The vehicles offered did not include all of the old Kellerman offerings. For example, the Ford Capri and some of the helicopters were not carried over. Those offered were all numbered from 400 to 600 and included a Mercedes-Benz 350SL convertible and hardtop, Volkswagen transporters (in regular van, pickup, ambulance and postal variations), a camper trailer, dump truck, ladder fire truck, a flat bed canvas truck with trailer, a forklift, a bus and variations on some older Mercedes trucks. On the back of the box shown in the picture, Tatra trucks previous made by KDN are also shown.

On the bottom of the Volkswagens, which are almost all tin, it still says "CKO" with the word "Replica" and the Kovap logo applied as a sticker. Some of the newer Kovap models even appeared superior in finish and packaging to those of the old Kellerman.

Kaden also took over the production of Gonio, another model company from the Czech Republic that had earlier produced a large range of high quality 1:24 scale military vehicles in pressed tin which Kaden developed further. Gonio had operated from Tovarni 560, 374 15 in Trhove Sviny. No new models were made, but Kaden continued many variations, including the Long Range Desert Group Jeep which was shown in the last of the Gonio price lists, but which finally arrived in the later Kaden Red box, rather than the Gonio Blue packaging. Vehicles like the Kubelwagen came out with material covered plastic roofs. Some items shown in catalogues have never seen the light of day. Apparently, however, Kaden has ceased producing the Gonio range.

==Factory directions==
With the fall of communism, as with all the Soviet satellite countries, products were recrafted and repackaged to be sold to the western markets and toys were no exception. Reflecting the 180 degree change in economic orientation away from the Soviet Union, Kovodružstvo Náchod changed its name to Kovap Náchod in 1991. In 1993, Kaden toys became products of the Czech Republic as Slovakia made its own way in the new Europe. As of 2016, both names had parallel websites.

In the mid-1990s, Kaden models continued to be sold in the west, but now in diecast metal instead of pressed tin or plastic.
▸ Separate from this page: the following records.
impl<'a> FromBytes<'a> for AttPdu<'a> {
    fn from_bytes(bytes: &mut ByteReader<'a>) -> Result<Self, Error> {
        let opcode = Opcode::from(bytes.read_u8()?);
        Ok(match opcode {
            Opcode::ErrorRsp => AttPdu::ErrorRsp {
                opcode: Opcode::from(bytes.read_u8()?),
                handle: Handle::from_bytes(bytes)?,
                error_code: ErrorCode::from(bytes.read_u8()?),
            },
            Opcode::ExchangeMtuReq => AttPdu::ExchangeMtuReq {
                mtu: bytes.read_u16_le()?,
            },
            Opcode::ExchangeMtuRsp => AttPdu::ExchangeMtuRsp {
                mtu: bytes.read_u16_le()?,
            },
            Opcode::FindInformationReq => AttPdu::FindInformationReq {
                handle_range: RawHandleRange::from_bytes(bytes)?,
            },
            Opcode::FindInformationRsp => AttPdu::FindInformationRsp {
                format: bytes.read_u8()?,
                data: HexSlice(bytes.read_slice(bytes.bytes_left())?),
            },
            Opcode::FindByTypeValueReq => AttPdu::FindByTypeValueReq {
                handle_range: RawHandleRange::from_bytes(bytes)?,
                attribute_type: bytes.read_u16_le()?,
                attribute_value: HexSlice(bytes.read_slice(bytes.bytes_left())?),
            },
            Opcode::FindByTypeValueRsp => AttPdu::FindByTypeValueRsp {
                handles_information_list: HexSlice(bytes.read_slice(bytes.bytes_left())?),
            },
            Opcode::ReadByTypeReq => AttPdu::ReadByTypeReq {
                handle_range: RawHandleRange::from_bytes(bytes)?,
                attribute_type: AttUuid::from_bytes(bytes)?,
            },
            Opcode::ReadByTypeRsp => AttPdu::ReadByTypeRsp {
                length: bytes.read_u8()?,
                data_list: HexSlice(bytes.read_slice(bytes.bytes_left())?),
            },
            Opcode::ReadReq => AttPdu::ReadReq {
                handle: Handle::from_bytes(bytes)?,
            },
            Opcode::ReadRsp => AttPdu::ReadRsp {
                value: HexSlice(bytes.read_slice(bytes.bytes_left())?),
            },
            Opcode::ReadBlobReq => AttPdu::ReadBlobReq {
                handle: Handle::from_bytes(bytes)?,
                offset: bytes.read_u16_le()?,
            },
            Opcode::ReadBlobRsp => AttPdu::ReadBlobRsp {
                value: HexSlice(bytes.read_slice(bytes.bytes_left())?),
            },
            Opcode::ReadMultipleReq => AttPdu::ReadMultipleReq {
                handles: HexSlice(bytes.read_slice(bytes.bytes_left())?),
            },
            Opcode::ReadMultipleRsp => AttPdu::ReadMultipleRsp {
                values: HexSlice(bytes.read_slice(bytes.bytes_left())?),
            },
            Opcode::ReadByGroupReq => AttPdu::ReadByGroupReq {
                handle_range: RawHandleRange::from_bytes(bytes)?,
                group_type: AttUuid::from_bytes(bytes)?,
            },
            Opcode::ReadByGroupRsp => AttPdu::ReadByGroupRsp {
                length: bytes.read_u8()?,
                data_list: HexSlice(bytes.read_slice(bytes.bytes_left())?),
            },
            Opcode::WriteReq => AttPdu::WriteReq {
                handle: Handle::from_bytes(bytes)?,
                value: HexSlice(bytes.read_slice(bytes.bytes_left())?),
            },
            Opcode::WriteRsp => AttPdu::WriteRsp {},
            Opcode::WriteCommand => AttPdu::WriteCommand {
                handle: Handle::from_bytes(bytes)?,
                value: HexSlice(bytes.read_slice(bytes.bytes_left())?),
            },
            Opcode::SignedWriteCommand => AttPdu::SignedWriteCommand {
                handle: Handle::from_bytes(bytes)?,
                value: HexSlice(bytes.read_slice(bytes.bytes_left().checked_sub(12).ok_or(Error::Eof)?)?),
                signature: HexSlice(bytes.read_slice(12)?.try_into().unwrap()),
            },
            Opcode::PrepareWriteReq => AttPdu::PrepareWriteReq {
                handle: Handle::from_bytes(bytes)?,
                offset: bytes.read_u16_le()?,
                value: HexSlice(bytes.read_slice(bytes.bytes_left())?),
            },
            Opcode::PrepareWriteRsp => AttPdu::PrepareWriteRsp {
                handle: Handle::from_bytes(bytes)?,
                offset: bytes.read_u16_le()?,
                value: HexSlice(bytes.read_slice(bytes.bytes_left())?),
            },
            Opcode::ExecuteWriteReq => AttPdu::ExecuteWriteReq {
                flags: bytes.read_u8()?,
            },
            Opcode::ExecuteWriteRsp => AttPdu::ExecuteWriteRsp {},
            Opcode::HandleValueNotification => AttPdu::HandleValueNotification {
                handle: Handle::from_bytes(bytes)?,
                value: HexSlice(bytes.read_slice(bytes.bytes_left())?),
            },
            Opcode::HandleValueIndication => AttPdu::HandleValueIndication {
                handle: Handle::from_bytes(bytes)?,
                value: HexSlice(bytes.read_slice(bytes.bytes_left())?),
            },
            Opcode::HandleValueConfirmation => AttPdu::HandleValueConfirmation {},
            Opcode::Unknown(_) => AttPdu::Unknown {
                opcode,
                params: HexSlice(bytes.read_slice(bytes.bytes_left())?),
            },
        })
    }
}

impl<'a> ToBytes for AttPdu<'a> {
    fn to_bytes(&self, writer: &mut ByteWriter<'_>) -> Result<(), Error> {
        writer.write_u8(self.opcode().into())?;

        match *self {
            AttPdu::ErrorRsp {
                opcode,
                handle,
                error_code,
            } => {
                writer.write_u8(opcode.into())?;
                writer.write_u16_le(handle.as_u16())?;
                writer.write_u8(error_code.into())?;
            }
            AttPdu::ExchangeMtuReq { mtu } => {
                writer.write_u16_le(mtu)?;
            }
            AttPdu::ExchangeMtuRsp { mtu } => {
                writer.write_u16_le(mtu)?;
            }
            AttPdu::FindInformationReq { handle_range } => {
                handle_range.to_bytes(writer)?;
            }
            AttPdu::FindInformationRsp { format, data } => {
                writer.write_u8(format)?;
                writer.write_slice(data.as_ref())?;
            }
            AttPdu::FindByTypeValueReq {
                handle_range,
                attribute_type,
                attribute_value,
            } => {
                handle_range.to_bytes(writer)?;
                writer.write_u16_le(attribute_type)?;
                writer.write_slice(attribute_value.as_ref())?;
            }
            AttPdu::FindByTypeValueRsp {
                handles_information_list,
            } => {
                writer.write_slice(handles_information_list.as_ref())?;
            }
            AttPdu::ReadByTypeReq {
                handle_range,
                attribute_type,
            } => {
                handle_range.to_bytes(writer)?;
                attribute_type.to_bytes(writer)?;
            }
            AttPdu::ReadByTypeRsp { length, data_list } => {
                writer.write_u8(length)?;
                writer.write_slice(data_list.as_ref())?;
            }
            AttPdu::ReadReq { handle } => {
                handle.to_bytes(writer)?;
            }
            AttPdu::ReadRsp { value } => {
                writer.write_slice(value.as_ref())?;
            }
            AttPdu::ReadBlobReq { handle, offset } => {
                handle.to_bytes(writer)?;
                writer.write_u16_le(offset)?;
            }
            AttPdu::ReadBlobRsp { value } => {
                writer.write_slice(value.as_ref())?;
            }
            AttPdu::ReadMultipleReq { handles } => {
                writer.write_slice(handles.as_ref())?;
            }
            AttPdu::ReadMultipleRsp { values } => {
                writer.write_slice(values.as_ref())?;
            }
            AttPdu::ReadByGroupReq {
                handle_range,
                group_type,
            } => {
                handle_range.to_bytes(writer)?;
                group_type.to_bytes(writer)?;
            }
            AttPdu::ReadByGroupRsp { length, data_list } => {
                writer.write_u8(length)?;
                writer.write_slice(data_list.as_ref())?;
            }
            AttPdu::WriteReq { handle, value } => {
                handle.to_bytes(writer)?;
                writer.write_slice(value.as_ref())?;
            }
            AttPdu::WriteRsp => {}
            AttPdu::WriteCommand { handle, value } => {
                handle.to_bytes(writer)?;
                writer.write_slice(value.as_ref())?;
            }
            AttPdu::SignedWriteCommand {
                handle,
                value,
                signature,
            } => {
                handle.to_bytes(writer)?;
                writer.write_slice(value.as_ref())?;
                writer.write_slice(*signature.as_ref())?;
            }
            AttPdu::PrepareWriteReq {
                handle,
                offset,
                value,
            } => {
                handle.to_bytes(writer)?;
                writer.write_u16_le(offset)?;
                writer.write_slice(value.as_ref())?;
            }
            AttPdu::PrepareWriteRsp {
                handle,
                offset,
                value,
            } => {
                handle.to_bytes(writer)?;
                writer.write_u16_le(offset)?;
                writer.write_slice(value.as_ref())?;
            }
            AttPdu::ExecuteWriteReq { flags } => {
                writer.write_u8(flags)?;
            }
            AttPdu::ExecuteWriteRsp => {}
            AttPdu::HandleValueNotification { handle, value } => {
                handle.to_bytes(writer)?;
                writer.write_slice_truncate(value.as_ref());
            }
            AttPdu::HandleValueIndication { handle, value } => {
                handle.to_bytes(writer)?;
                writer.write_slice_truncate(value.as_ref());
            }
            AttPdu::HandleValueConfirmation => {}
            AttPdu::Unknown { opcode: _, params } => {
                writer.write_slice(params.as_ref())?;
            }
        }

        Ok(())
    }
}

impl AttPdu<'_> {
    pub fn opcode(&self) -> Opcode {
        match self {
            AttPdu::ErrorRsp { .. } => Opcode::ErrorRsp,
            AttPdu::ExchangeMtuReq { .. } => Opcode::ExchangeMtuReq,
            AttPdu::ExchangeMtuRsp { .. } => Opcode::ExchangeMtuRsp,
            AttPdu::ReadByTypeReq { .. } => Opcode::ReadByTypeReq,
            AttPdu::ReadByTypeRsp { .. } => Opcode::ReadByTypeRsp,
            AttPdu::FindInformationReq { .. } => Opcode::FindInformationReq,
            AttPdu::FindInformationRsp { .. } => Opcode::FindInformationRsp,
            AttPdu::FindByTypeValueReq { .. } => Opcode::FindByTypeValueReq,
            AttPdu::FindByTypeValueRsp { .. } => Opcode::FindByTypeValueRsp,
            AttPdu::ReadReq { .. } => Opcode::ReadReq,
            AttPdu::ReadRsp { .. } => Opcode::ReadRsp,
            AttPdu::ReadBlobReq { .. } => Opcode::ReadBlobReq,
            AttPdu::ReadBlobRsp { .. } => Opcode::ReadBlobRsp,
            AttPdu::ReadMultipleReq { .. } => Opcode::ReadMultipleReq,
            AttPdu::ReadMultipleRsp { .. } => Opcode::ReadMultipleRsp,
            AttPdu::ReadByGroupReq { .. } => Opcode::ReadByGroupReq,
            AttPdu::ReadByGroupRsp { .. } => Opcode::ReadByGroupRsp,
            AttPdu::WriteReq { .. } => Opcode::WriteReq,
            AttPdu::WriteRsp { .. } => Opcode::WriteRsp,
            AttPdu::WriteCommand { .. } => Opcode::WriteCommand,
            AttPdu::SignedWriteCommand { .. } => Opcode::SignedWriteCommand,
            AttPdu::PrepareWriteReq { .. } => Opcode::PrepareWriteReq,
            AttPdu::PrepareWriteRsp { .. } => Opcode::PrepareWriteRsp,
            AttPdu::ExecuteWriteReq { .. } => Opcode::ExecuteWriteReq,
            AttPdu::ExecuteWriteRsp { .. } => Opcode::ExecuteWriteRsp,
            AttPdu::HandleValueNotification { .. } => Opcode::HandleValueNotification,
            AttPdu::HandleValueIndication { .. } => Opcode::HandleValueIndication,
            AttPdu::HandleValueConfirmation { .. } => Opcode::HandleValueConfirmation,
            AttPdu::Unknown { opcode, .. } => *opcode,
        }
    }
}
Offered are modern Škodas, Jeeps, and Tatra trucks and military materials carriers. Škoda models are often sold in promotional company colored boxes of white and green, which carry company information on their end flaps. The company (which it now legitimately can be called – not being a communist party factory anymore) has also moved into the buzzing European 1:87 scale market.